Last week I traveled to Buffalo, NY, to visit friends from high school. These ladies were not those I considered my best friends for much of high school. We didn’t have a ton of classes together and we didn’t engage in a lot of activities after school together, either.
What made these relationships different was that when we went away later in life, to college, to jobs, to other cities, we always found ways to make time for one another.
So now, 15 (yup, that long!) years since we graduated high school, we still make time for one another at least once a year. I live in Nashville and my ladies live in Buffalo, but they come down here or I fly up there. My parents no longer live in Rochester, where we all went to high school, so that makes visits more difficult because we don’t have the holidays to share with one another.

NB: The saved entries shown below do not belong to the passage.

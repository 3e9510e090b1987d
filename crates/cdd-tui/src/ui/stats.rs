use super::*;

const BAR_CELLS: usize = 10;

pub(super) fn draw_stats_bar(frame: &mut Frame, app: &App, area: Rect) {
    let dashboard = &app.dashboard;
    let view = dashboard.stats();
    let dim = Style::default().fg(Color::DarkGray);

    let line = match (dashboard.stats_target(), &view.snapshot) {
        (None, _) => Line::from(Span::styled(" No stats: container not running", dim)),
        (Some(_), None) => match &view.error {
            Some(e) => Line::from(Span::styled(
                format!(" Stats unavailable: {}", e),
                Style::default().fg(Color::Red),
            )),
            None => Line::from(Span::styled(" Sampling...", dim)),
        },
        (Some(_), Some(s)) => {
            let mut spans = vec![Span::raw(" CPU: ")];
            spans.extend(usage_spans(s.cpu_percent));
            spans.push(Span::raw("   MEM: "));
            spans.extend(usage_spans(s.mem_percent));
            spans.push(Span::styled(
                format!(
                    " ({} / {})",
                    format_bytes(s.mem_usage),
                    format_bytes(s.mem_limit)
                ),
                dim,
            ));
            spans.push(Span::raw(format!(
                "   NET: rx {} tx {}",
                format_bytes(s.net_io.rx),
                format_bytes(s.net_io.tx)
            )));
            if view.error.is_some() {
                spans.push(Span::styled(
                    "  (last sample failed)",
                    Style::default().fg(Color::Red),
                ));
            }
            Line::from(spans)
        }
    };

    frame.render_widget(Paragraph::new(line), area);
}

fn usage_spans(percent: f64) -> [Span<'static>; 2] {
    let style = Style::default().fg(usage_color(percent));
    [
        Span::styled(usage_bar(percent), style),
        Span::styled(format!(" {:.2}%", percent), style),
    ]
}

fn usage_color(percent: f64) -> Color {
    if percent < 50.0 {
        Color::Green
    } else if percent < 80.0 {
        Color::Yellow
    } else {
        Color::Red
    }
}

/// Ten-cell bar, one filled cell per 10%
pub fn usage_bar(percent: f64) -> String {
    let filled = ((percent.clamp(0.0, 100.0) / 10.0).round() as usize).min(BAR_CELLS);
    format!("{}{}", "▓".repeat(filled), "░".repeat(BAR_CELLS - filled))
}

/// Human readable binary size, e.g. `64.0 MiB`
pub fn format_bytes(bytes: u64) -> String {
    const UNITS: [&str; 4] = ["KiB", "MiB", "GiB", "TiB"];

    if bytes < 1024 {
        return format!("{} B", bytes);
    }
    let mut value = bytes as f64 / 1024.0;
    let mut unit = 0;
    while value >= 1024.0 && unit < UNITS.len() - 1 {
        value /= 1024.0;
        unit += 1;
    }
    format!("{:.1} {}", value, UNITS[unit])
}

#[cfg(test)]
mod tests {
    use super::*;

    #[test]
    fn test_usage_bar() {
        assert_eq!(usage_bar(0.0), "░░░░░░░░░░");
        assert_eq!(usage_bar(34.0), "▓▓▓░░░░░░░");
        assert_eq!(usage_bar(35.0), "▓▓▓▓░░░░░░");
        // Multi-core containers can exceed 100%
        assert_eq!(usage_bar(250.0), "▓▓▓▓▓▓▓▓▓▓");
        assert_eq!(usage_bar(-5.0), "░░░░░░░░░░");
    }

    #[test]
    fn test_format_bytes() {
        assert_eq!(format_bytes(0), "0 B");
        assert_eq!(format_bytes(1023), "1023 B");
        assert_eq!(format_bytes(1536), "1.5 KiB");
        assert_eq!(format_bytes(64 * 1024 * 1024), "64.0 MiB");
        assert_eq!(format_bytes(1024 * 1024 * 1024), "1.0 GiB");
    }

    #[test]
    fn test_usage_color_thresholds() {
        assert_eq!(usage_color(49.9), Color::Green);
        assert_eq!(usage_color(50.0), Color::Yellow);
        assert_eq!(usage_color(80.0), Color::Red);
    }
}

When I started this post–two weeks ago as I was thinking about my journey to Buffalo–I was thinking about how the time and resource investment is what makes these relationships special. There are friends of mine from that same period in my life that are visiting Nashville this week, but although we were close then and follow one another on social media now, we haven’t made the requisite time investment to see one another recently.
This is what changes people in your life from acquaintances to friends and from friends to family: the amount of time you invest into your relationships. Your Significant Other becomes the most important person in your life, and eventually a member of your family (if you’re lucky) because the two of you invest time in building your relationship. Remember that “best friend” you had once upon a time? You spent all that time together and really connected because you spent that time together. There may have been some initial chemistry in any of these relationships, but the investment is really what will carry them through.
When people say “Relationships are work,” sometimes they mean that one has to make compromises and do things one doesn’t want to do, but more than that, on a basic level, relationships require investments of time and attention. What do you invest your time in, and in whom do you invest? Contemplating (and actually answering!) these sorts of questions are a path to happiness.
So: who and what?!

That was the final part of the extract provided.